# running with your dog



## AHARM (Mar 28, 2010)

Hello, I am just curious who here runs with their dog. I try and run with mine at least 4 times a week in the mornings and on days when I don't run, I bike ride with him running along side next to me. He seems to LOVE it. Keeps us both in great shape


----------



## DaneMama (Jun 27, 2008)

We take the girls for long hikes instead of runs because they would get bored LOL

What kind of dog do you have? We have to be "gentle" on our dogs' joints because they are more prone to arthritis than most other breeds.


----------



## MollyWoppy (Mar 19, 2010)

I use to run with my dog (ACD x) every morning but twisted my knee and its taking ages to get better. So now I just walk as fast as I can. We also bike every evening and sometimes in the morning if we're time crunched. She does tend to get bored when I run or walk, I'm just too slow for her. On the bike we alternate between a fast trot and running and always have a flat out race back to the house, (sometimes I win). I love it and its obvious she enjoys it too - even though I've had more than one person tell me I'm cruel, making my dog exercise so much.


----------



## RawFedDogs (Jun 16, 2008)

MollyWoppy said:


> I love it and its obvious she enjoys it too - even though I've had more than one person tell me I'm cruel, making my dog exercise so much.


You have a hearding dog. There is no such thing as too much exercise for a hearding dog. They are bred to run all day long. Back in my dog training day I had a client w/ a little mixed breed hearding dog who, if she didn't run 2 hours a day, would be a pain to live with. This dog HAD to run. Most herding dogs are like that.

*ETA:* On the other hand if you had a middle age English Bulldog, running it 100 yards a day would be cruel. It depends on the breed.


----------



## MollyWoppy (Mar 19, 2010)

> You have a hearding dog. There is no such thing as too much exercise for a hearding dog. They are bred to run all day long. Back in my dog training day I had a client w/ a little mixed breed hearding dog who, if she didn't run 2 hours a day, would be a pain to live with. This dog HAD to run. Most herding dogs are like that.


I couldn't agree with you more. I personally think its cruel not to give your dog enough exercise - according to their breed of course.


----------



## BabyHusky (Jul 21, 2008)

i run about 2 miles a day with mine. On lazy days, I take her to the dog park to run like hell haha.


----------



## AHARM (Mar 28, 2010)

My boy is a retriever mix.
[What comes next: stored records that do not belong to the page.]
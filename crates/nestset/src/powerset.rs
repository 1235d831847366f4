use itertools::Itertools;
use tracing::{debug, instrument, trace};

use crate::{
    algebra::first_occurrences,
    error::{SetError, SetOp, SetResult},
    node::Node,
};

/// One row per subset, one column per source member.
pub type BitMasks = Vec<Vec<bool>>;

/// The powerset construction strategies. All three produce structurally equal results but with
/// very different amounts of work, which is the reason they are all kept.
#[derive(
    Debug, Clone, Copy, PartialEq, Eq, Hash, strum::Display, strum::EnumString, strum::EnumIter,
)]
pub enum PowersetAlgorithm {
    #[strum(serialize = "bin")]
    Binary,

    #[strum(serialize = "rec")]
    Recursive,

    #[strum(serialize = "mix")]
    Mixed,
}

impl PowersetAlgorithm {
    pub fn description(&self) -> &'static str {
        match self {
            Self::Binary => {
                "Enumerates every bit mask over the members and unions in one subset per mask"
            }
            Self::Recursive => {
                "Removes each member in turn and recurses on the rest, recomputing shared subsets"
            }
            Self::Mixed => {
                "Removes one member, recurses once, and adds the member to a copy of every subset"
            }
        }
    }

    pub fn apply<T: PartialEq + Clone>(self, set: &Node<T>) -> SetResult<Node<T>> {
        match self {
            Self::Binary => set.power_set_bin(),
            Self::Recursive => set.power_set_rec(),
            Self::Mixed => set.power_set_mix(),
        }
    }
}

/// The powerset of the empty set, `{{}}`.
fn empty_power_set<T>() -> Node<T> {
    let mut pset = Node::empty();
    pset.push_down(1);
    pset
}

/// `mask[k]` is set iff bit `k` of `index` is. Bits are read from the most significant of the
/// `len` positions down, subtracting each one found.
fn bit_mask(index: usize, len: usize) -> Vec<bool> {
    let mut mask = vec![false; len];
    let mut remaining = index;
    for bit in (0..len).rev() {
        let weight = 1 << bit;
        if remaining >= weight {
            mask[bit] = true;
            remaining -= weight;
        }
    }
    mask
}

impl<T: PartialEq + Clone> Node<T> {
    /// A copy of the members with structural duplicates removed. Every algorithm works on this, so
    /// `{1, 1}` has the same powerset as `{1}`.
    fn unique_members(&self) -> SetResult<Vec<Node<T>>> {
        Ok(first_occurrences(self.operand(SetOp::Powerset)?.to_vec()))
    }

    pub fn power_set_bin(&self) -> SetResult<Node<T>> {
        self.power_set_bin_with_masks().map(|(pset, _)| pset)
    }

    /// Builds the powerset by walking all `2^n` bit masks over the members, returning the masks
    /// alongside it.
    ///
    /// Every subset is joined with a full [`Node::union`], deduplication included.
    ///
    /// [`SetError::TooManyMembers`] only keeps `2^n` from overflowing a `usize`. It is not a size
    /// limit: the mask table alone holds `n * 2^n` booleans, so far smaller sets already exhaust
    /// memory.
    #[instrument(level = "trace", skip_all)]
    pub fn power_set_bin_with_masks(&self) -> SetResult<(Node<T>, BitMasks)> {
        let source = self.unique_members()?;
        let set_size = source.len();
        if set_size >= usize::BITS as usize {
            return Err(SetError::TooManyMembers { len: set_size });
        }
        let pset_size = 1usize << set_size;
        debug!(members = set_size, subsets = pset_size, "building powerset from bit masks");

        let masks = (0..pset_size)
            .map(|index| bit_mask(index, set_size))
            .collect_vec();

        let mut pset = empty_power_set();
        for (index, mask) in masks.iter().enumerate() {
            let mut subset: Node<T> = source
                .iter()
                .zip(mask)
                .filter(|(_, bit)| **bit)
                .map(|(member, _)| member.clone())
                .collect();
            trace!(index, size = subset.cardinality(), "joining subset");
            subset.push_down(1);
            pset.union([&subset])?;
        }

        Ok((pset, masks))
    }

    /// Builds the powerset by removing each member in turn and recursing on what is left.
    ///
    /// No subresult is shared between branches, so the call tree grows factorially and the same
    /// subsets are built over and over before union discards the repeats.
    pub fn power_set_rec(&self) -> SetResult<Node<T>> {
        Node::Container(self.unique_members()?).power_set_rec_unique()
    }

    #[instrument(level = "trace", skip_all, fields(members = self.cardinality()))]
    fn power_set_rec_unique(&self) -> SetResult<Node<T>> {
        let source = self.operand(SetOp::Powerset)?;
        if source.is_empty() {
            return Ok(empty_power_set());
        }

        let mut pset = self.clone();
        pset.push_down(1);
        for member in source {
            let removed = Node::container([member.clone()]);
            let rest = Node::pure_difference(self, &removed)?;
            pset.union([&rest.power_set_rec_unique()?])?;
        }
        Ok(pset)
    }

    /// Builds the powerset from the powerset of all members but the last: those subsets, plus a
    /// copy of each with the last member added.
    pub fn power_set_mix(&self) -> SetResult<Node<T>> {
        Node::Container(self.unique_members()?).power_set_mix_unique()
    }

    #[instrument(level = "trace", skip_all, fields(members = self.cardinality()))]
    fn power_set_mix_unique(&self) -> SetResult<Node<T>> {
        let source = self.operand(SetOp::Powerset)?;
        let Some(last) = source.last() else {
            return Ok(empty_power_set());
        };

        let last = Node::container([last.clone()]);
        let rest = Node::pure_difference(self, &last)?;
        let pset = rest.power_set_mix_unique()?;

        // The extended subsets must be copies, `pset` is joined in unchanged below.
        let mut extended = pset.operand(SetOp::Powerset)?.to_vec();
        for subset in &mut extended {
            subset.union([&last])?;
        }
        trace!(subsets = extended.len(), "extended copies with last member");

        let mut extended = Node::Container(extended);
        extended.union([&pset])?;
        Ok(extended)
    }
}

#[cfg(test)]
mod tests {
    use super::*;
    use strum::IntoEnumIterator;

    fn set(values: &[i32]) -> Node<i32> {
        Node::from_elements(values.iter().copied())
    }

    fn power_sets(source: &Node<i32>) -> Vec<Node<i32>> {
        PowersetAlgorithm::iter()
            .map(|algorithm| algorithm.apply(source).unwrap())
            .collect_vec()
    }

    #[test]
    fn power_set_of_empty_set() {
        for pset in power_sets(&Node::empty()) {
            assert_eq!(pset, Node::container([Node::empty()]));
        }
    }

    #[test]
    fn power_set_of_pair() {
        let expected = Node::container([Node::empty(), set(&[1]), set(&[2]), set(&[1, 2])]);
        for pset in power_sets(&set(&[1, 2])) {
            assert_eq!(pset, expected);
        }
    }

    #[test]
    fn power_set_of_triple() {
        let psets = power_sets(&set(&[1, 2, 3]));
        for pset in &psets {
            assert_eq!(pset.cardinality(), 8);
            assert!(pset.members().unwrap().contains(&set(&[1, 3])));
        }
        assert!(psets.iter().all_equal());
    }

    #[test]
    fn power_set_with_nested_member() {
        let source = Node::container([set(&[1]), Node::element(2)]);
        let expected = Node::container([
            Node::empty(),
            Node::container([set(&[1])]),
            set(&[2]),
            source.clone(),
        ]);
        for pset in power_sets(&source) {
            assert_eq!(pset, expected);
        }
    }

    #[test]
    fn subsets_are_containers() {
        for pset in power_sets(&set(&[5, 6, 7])) {
            assert!(pset.members().unwrap().iter().all(Node::is_container));
        }
    }

    #[test]
    fn source_is_left_alone() {
        let source = set(&[1, 2, 3]);
        let _ = power_sets(&source);
        assert_eq!(source, set(&[1, 2, 3]));
    }

    #[test]
    fn duplicate_members_count_once() {
        let expected = Node::container([Node::empty(), set(&[1])]);
        for pset in power_sets(&set(&[1, 1])) {
            assert_eq!(pset, expected);
        }

        let expected = power_sets(&set(&[1, 2, 3]));
        for pset in power_sets(&set(&[3, 1, 2, 1, 3])) {
            assert_eq!(pset.cardinality(), 8);
            assert_eq!(pset, expected[0]);
        }
    }

    #[test]
    fn bit_masks_follow_bit_weights() {
        let (_, masks) = set(&[1, 2, 3]).power_set_bin_with_masks().unwrap();
        assert_eq!(masks.len(), 8);
        assert_eq!(masks[0], vec![false, false, false]);
        assert_eq!(masks[1], vec![true, false, false]);
        assert_eq!(masks[6], vec![false, true, true]);
        assert_eq!(masks[7], vec![true, true, true]);
    }

    #[test]
    fn elements_have_no_power_set() {
        for algorithm in PowersetAlgorithm::iter() {
            assert_eq!(
                algorithm.apply(&Node::element(3)),
                Err(SetError::ElementOperand {
                    op: SetOp::Powerset
                })
            );
        }
    }

    #[test]
    fn algorithm_names_parse() {
        assert_eq!("bin".parse(), Ok(PowersetAlgorithm::Binary));
        assert_eq!("mix".parse(), Ok(PowersetAlgorithm::Mixed));
        assert!("fast".parse::<PowersetAlgorithm>().is_err());
        assert_eq!(PowersetAlgorithm::Recursive.to_string(), "rec");
    }
}
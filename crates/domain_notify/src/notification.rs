//! Notification feed entry

use chrono::{DateTime, Utc};
use serde::{Deserialize, Serialize};

use core_kernel::{NoticeKind, NotificationId, UserId};

/// A single entry in a user's notification feed
///
/// Entries are immutable apart from the read flag.
#[derive(Debug, Clone, Serialize, Deserialize)]
pub struct Notification {
    pub id: NotificationId,
    pub recipient_id: UserId,
    pub title: String,
    pub message: String,
    pub kind: NoticeKind,
    pub read: bool,
    pub created_at: DateTime<Utc>,
}

impl Notification {
    pub fn new(
        recipient_id: UserId,
        title: impl Into<String>,
        message: impl Into<String>,
        kind: NoticeKind,
    ) -> Self {
        Self {
            id: NotificationId::new_v7(),
            recipient_id,
            title: title.into(),
            message: message.into(),
            kind,
            read: false,
            created_at: Utc::now(),
        }
    }

    /// Marks the entry read; marking an already-read entry is a no-op
    pub fn mark_read(&mut self) {
        self.read = true;
    }
}

#[cfg(test)]
mod tests {
    use super::*;

    #[test]
    fn test_new_notification_starts_unread() {
        let n = Notification::new(
            UserId::new(),
            "Return Submitted",
            "Your 2024 tax return was submitted.",
            NoticeKind::Success,
        );
        assert!(!n.read);
        assert_eq!(n.kind, NoticeKind::Success);
    }

    #[test]
    fn test_mark_read_is_idempotent() {
        let mut n = Notification::new(UserId::new(), "t", "m", NoticeKind::Info);
        n.mark_read();
        n.mark_read();
        assert!(n.read);
    }
}
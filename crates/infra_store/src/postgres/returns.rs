//! Tax return repository

use async_trait::async_trait;
use chrono::{DateTime, Utc};
use rust_decimal::Decimal;
use sqlx::{PgPool, Postgres, QueryBuilder};
use uuid::Uuid;

use core_kernel::{Currency, Money, PortError, ReturnId};
use domain_filing::{
    DecisionRuling, DocumentRef, EmployeeStatus, FbrStatus, FilingError, IncomeEntry,
    ReturnFilter, ReturnRepository, TaxAssessment, TaxReturn, VerificationOutcome,
};

use crate::error::{filing_err, StoreError};
use super::{enum_from_text, enum_to_text, from_json, to_json};

const SELECT_COLUMNS: &str = "id, client_id, client_name, tax_year, employee_status, fbr_status, \
     income_entries, total_income, currency, total_tax, assessment, documents, \
     declaration_acknowledged, submitted_date, created_at, last_updated";

/// PostgreSQL-backed tax return store
#[derive(Debug, Clone)]
pub struct PgReturnStore {
    pool: PgPool,
}

impl PgReturnStore {
    pub fn new(pool: PgPool) -> Self {
        Self { pool }
    }

    /// Applies a transition inside a transaction: the row is locked, the
    /// aggregate method re-checked against the stored state, and the full
    /// row written back.
    async fn mutate<F>(&self, id: ReturnId, f: F) -> Result<TaxReturn, PortError>
    where
        F: FnOnce(&mut TaxReturn) -> Result<(), FilingError> + Send,
    {
        let mut tx = self.pool.begin().await.map_err(StoreError::from)?;

        let sql = format!("SELECT {SELECT_COLUMNS} FROM tax_returns WHERE id = $1 FOR UPDATE");
        let row = sqlx::query_as::<_, ReturnRow>(&sql)
            .bind(*id.as_uuid())
            .fetch_optional(&mut *tx)
            .await
            .map_err(StoreError::from)?
            .ok_or_else(|| PortError::not_found("TaxReturn", id))?;

        let mut tax_return = row.into_aggregate()?;
        f(&mut tax_return).map_err(filing_err)?;

        let row = ReturnRow::from_aggregate(&tax_return)?;
        sqlx::query(
            "UPDATE tax_returns SET employee_status = $2, fbr_status = $3, income_entries = $4, \
             total_income = $5, total_tax = $6, assessment = $7, documents = $8, \
             declaration_acknowledged = $9, submitted_date = $10, last_updated = $11 \
             WHERE id = $1",
        )
        .bind(row.id)
        .bind(&row.employee_status)
        .bind(&row.fbr_status)
        .bind(&row.income_entries)
        .bind(row.total_income)
        .bind(row.total_tax)
        .bind(&row.assessment)
        .bind(&row.documents)
        .bind(row.declaration_acknowledged)
        .bind(row.submitted_date)
        .bind(row.last_updated)
        .execute(&mut *tx)
        .await
        .map_err(StoreError::from)?;

        tx.commit().await.map_err(StoreError::from)?;
        Ok(tax_return)
    }
}

#[async_trait]
impl ReturnRepository for PgReturnStore {
    async fn insert(&self, tax_return: &TaxReturn) -> Result<(), PortError> {
        let row = ReturnRow::from_aggregate(tax_return)?;
        sqlx::query(
            "INSERT INTO tax_returns (id, client_id, client_name, tax_year, employee_status, \
             fbr_status, income_entries, total_income, currency, total_tax, assessment, \
             documents, declaration_acknowledged, submitted_date, created_at, last_updated) \
             VALUES ($1, $2, $3, $4, $5, $6, $7, $8, $9, $10, $11, $12, $13, $14, $15, $16)",
        )
        .bind(row.id)
        .bind(row.client_id)
        .bind(&row.client_name)
        .bind(row.tax_year)
        .bind(&row.employee_status)
        .bind(&row.fbr_status)
        .bind(&row.income_entries)
        .bind(row.total_income)
        .bind(&row.currency)
        .bind(row.total_tax)
        .bind(&row.assessment)
        .bind(&row.documents)
        .bind(row.declaration_acknowledged)
        .bind(row.submitted_date)
        .bind(row.created_at)
        .bind(row.last_updated)
        .execute(&self.pool)
        .await
        .map_err(StoreError::from)?;
        Ok(())
    }

    async fn fetch(&self, id: ReturnId) -> Result<TaxReturn, PortError> {
        let sql = format!("SELECT {SELECT_COLUMNS} FROM tax_returns WHERE id = $1");
        let row = sqlx::query_as::<_, ReturnRow>(&sql)
            .bind(*id.as_uuid())
            .fetch_optional(&self.pool)
            .await
            .map_err(StoreError::from)?
            .ok_or_else(|| PortError::not_found("TaxReturn", id))?;
        Ok(row.into_aggregate()?)
    }

    async fn list(&self, filter: &ReturnFilter) -> Result<Vec<TaxReturn>, PortError> {
        let mut builder: QueryBuilder<Postgres> = QueryBuilder::new(format!(
            "SELECT {SELECT_COLUMNS} FROM tax_returns WHERE 1 = 1"
        ));
        if let Some(client_id) = filter.client_id {
            builder.push(" AND client_id = ");
            builder.push_bind(*client_id.as_uuid());
        }
        if filter.decision_eligible {
            builder.push(
                " AND employee_status IN ('in_review', 'approved') \
                 AND fbr_status IN ('submitted', 'under_review')",
            );
        }
        builder.push(" ORDER BY created_at DESC");

        let rows = builder
            .build_query_as::<ReturnRow>()
            .fetch_all(&self.pool)
            .await
            .map_err(StoreError::from)?;
        rows.into_iter()
            .map(|row| row.into_aggregate().map_err(PortError::from))
            .collect()
    }

    async fn attach_document(
        &self,
        id: ReturnId,
        document: DocumentRef,
    ) -> Result<TaxReturn, PortError> {
        self.mutate(id, |r| r.attach_document(document)).await
    }

    async fn update_income(
        &self,
        id: ReturnId,
        income_entries: Vec<IncomeEntry>,
    ) -> Result<TaxReturn, PortError> {
        self.mutate(id, |r| r.update_income(income_entries)).await
    }

    async fn acknowledge_declaration(&self, id: ReturnId) -> Result<TaxReturn, PortError> {
        self.mutate(id, |r| r.acknowledge_declaration()).await
    }

    async fn submit(&self, id: ReturnId, now: DateTime<Utc>) -> Result<TaxReturn, PortError> {
        self.mutate(id, |r| r.submit(now)).await
    }

    async fn begin_review(&self, id: ReturnId) -> Result<TaxReturn, PortError> {
        self.mutate(id, |r| r.begin_review()).await
    }

    async fn verify(
        &self,
        id: ReturnId,
        outcome: VerificationOutcome,
    ) -> Result<TaxReturn, PortError> {
        self.mutate(id, |r| r.verify(outcome)).await
    }

    async fn save_assessment(
        &self,
        id: ReturnId,
        assessment: &TaxAssessment,
    ) -> Result<TaxReturn, PortError> {
        let assessment = assessment.clone();
        self.mutate(id, |r| r.record_assessment(assessment)).await
    }

    async fn take_up(&self, id: ReturnId) -> Result<TaxReturn, PortError> {
        self.mutate(id, |r| r.take_up_review()).await
    }

    async fn decide(&self, id: ReturnId, ruling: DecisionRuling) -> Result<TaxReturn, PortError> {
        self.mutate(id, |r| r.apply_decision(ruling)).await
    }
}

/// Database row for a tax return
#[derive(Debug, sqlx::FromRow)]
struct ReturnRow {
    id: Uuid,
    client_id: Uuid,
    client_name: String,
    tax_year: i32,
    employee_status: String,
    fbr_status: Option<String>,
    income_entries: serde_json::Value,
    total_income: Decimal,
    currency: String,
    total_tax: Option<Decimal>,
    assessment: Option<serde_json::Value>,
    documents: serde_json::Value,
    declaration_acknowledged: bool,
    submitted_date: Option<DateTime<Utc>>,
    created_at: DateTime<Utc>,
    last_updated: DateTime<Utc>,
}

impl ReturnRow {
    fn from_aggregate(tax_return: &TaxReturn) -> Result<Self, StoreError> {
        Ok(Self {
            id: *tax_return.id.as_uuid(),
            client_id: *tax_return.client_id.as_uuid(),
            client_name: tax_return.client_name.clone(),
            tax_year: i32::from(tax_return.tax_year),
            employee_status: enum_to_text(&tax_return.employee_status)?,
            fbr_status: tax_return
                .fbr_status
                .as_ref()
                .map(enum_to_text)
                .transpose()?,
            income_entries: to_json(&tax_return.income_entries)?,
            total_income: tax_return.total_income.amount(),
            currency: tax_return.currency().code().to_string(),
            total_tax: tax_return.total_tax.map(|t| t.amount()),
            assessment: tax_return.assessment.as_ref().map(to_json).transpose()?,
            documents: to_json(&tax_return.documents)?,
            declaration_acknowledged: tax_return.declaration_acknowledged,
            submitted_date: tax_return.submitted_date,
            created_at: tax_return.created_at,
            last_updated: tax_return.last_updated,
        })
    }

    fn into_aggregate(self) -> Result<TaxReturn, StoreError> {
        let currency: Currency = enum_from_text(&self.currency)?;
        let employee_status: EmployeeStatus = enum_from_text(&self.employee_status)?;
        let fbr_status: Option<FbrStatus> = self
            .fbr_status
            .as_deref()
            .map(enum_from_text)
            .transpose()?;

        Ok(TaxReturn {
            id: ReturnId::from_uuid(self.id),
            client_id: self.client_id.into(),
            client_name: self.client_name,
            tax_year: self.tax_year as u16,
            employee_status,
            fbr_status,
            income_entries: from_json(self.income_entries)?,
            total_income: Money::new(self.total_income, currency),
            total_tax: self.total_tax.map(|t| Money::new(t, currency)),
            assessment: self.assessment.map(from_json).transpose()?,
            documents: from_json(self.documents)?,
            declaration_acknowledged: self.declaration_acknowledged,
            submitted_date: self.submitted_date,
            created_at: self.created_at,
            last_updated: self.last_updated,
        })
    }
}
He is 2 and LOVES to run. When we go on the bike he runs about 3 miles at a time and looks like he is having the time of his life. Keeps us both happy


----------



## ruckusluvr (Oct 28, 2009)

id love to!

but with the shelties!!
I tried running with them before. they nipped at my heels, and barked like mad!
then i tried running them on a bike. they nipped the wheels and barked like mad!


----------



## MollyWoppy (Mar 19, 2010)

> i tried running them on a bike. they nipped the wheels and barked like mad!


I had that same problem at the beginning as well. 
Try getting the dogs use to the bike by walking them and pushing the bike at the same time (not riding it). Then standing on a pedal and pushing it along that way, then try riding very slowly. 
It only took a couple of days before mine was ignoring the bike and running fine alongside. She was young though, so your's could take a bit longer. 
It is so worth the effort though. I found that even walking her for 8 miles doesn't begin to get out the same energy as a 3 mile fast bike ride. And, its a lot quicker and a lot more fun for her and me.


----------



## danman2_2999 (Apr 30, 2010)

I take my ACD mix out for bike rides 3 or 4 times a week. 

I started off with a regular leash in my hands connected to her harness... then quickly learned to swap the harness with a collar to avoid her pulling to my 2' oclock too much. 

Then i bought the WalkyDog bike leash, works pretty darn good! I attached a 24 inch bungee to the end of it so she actually pulls me the first half mile of our rides. 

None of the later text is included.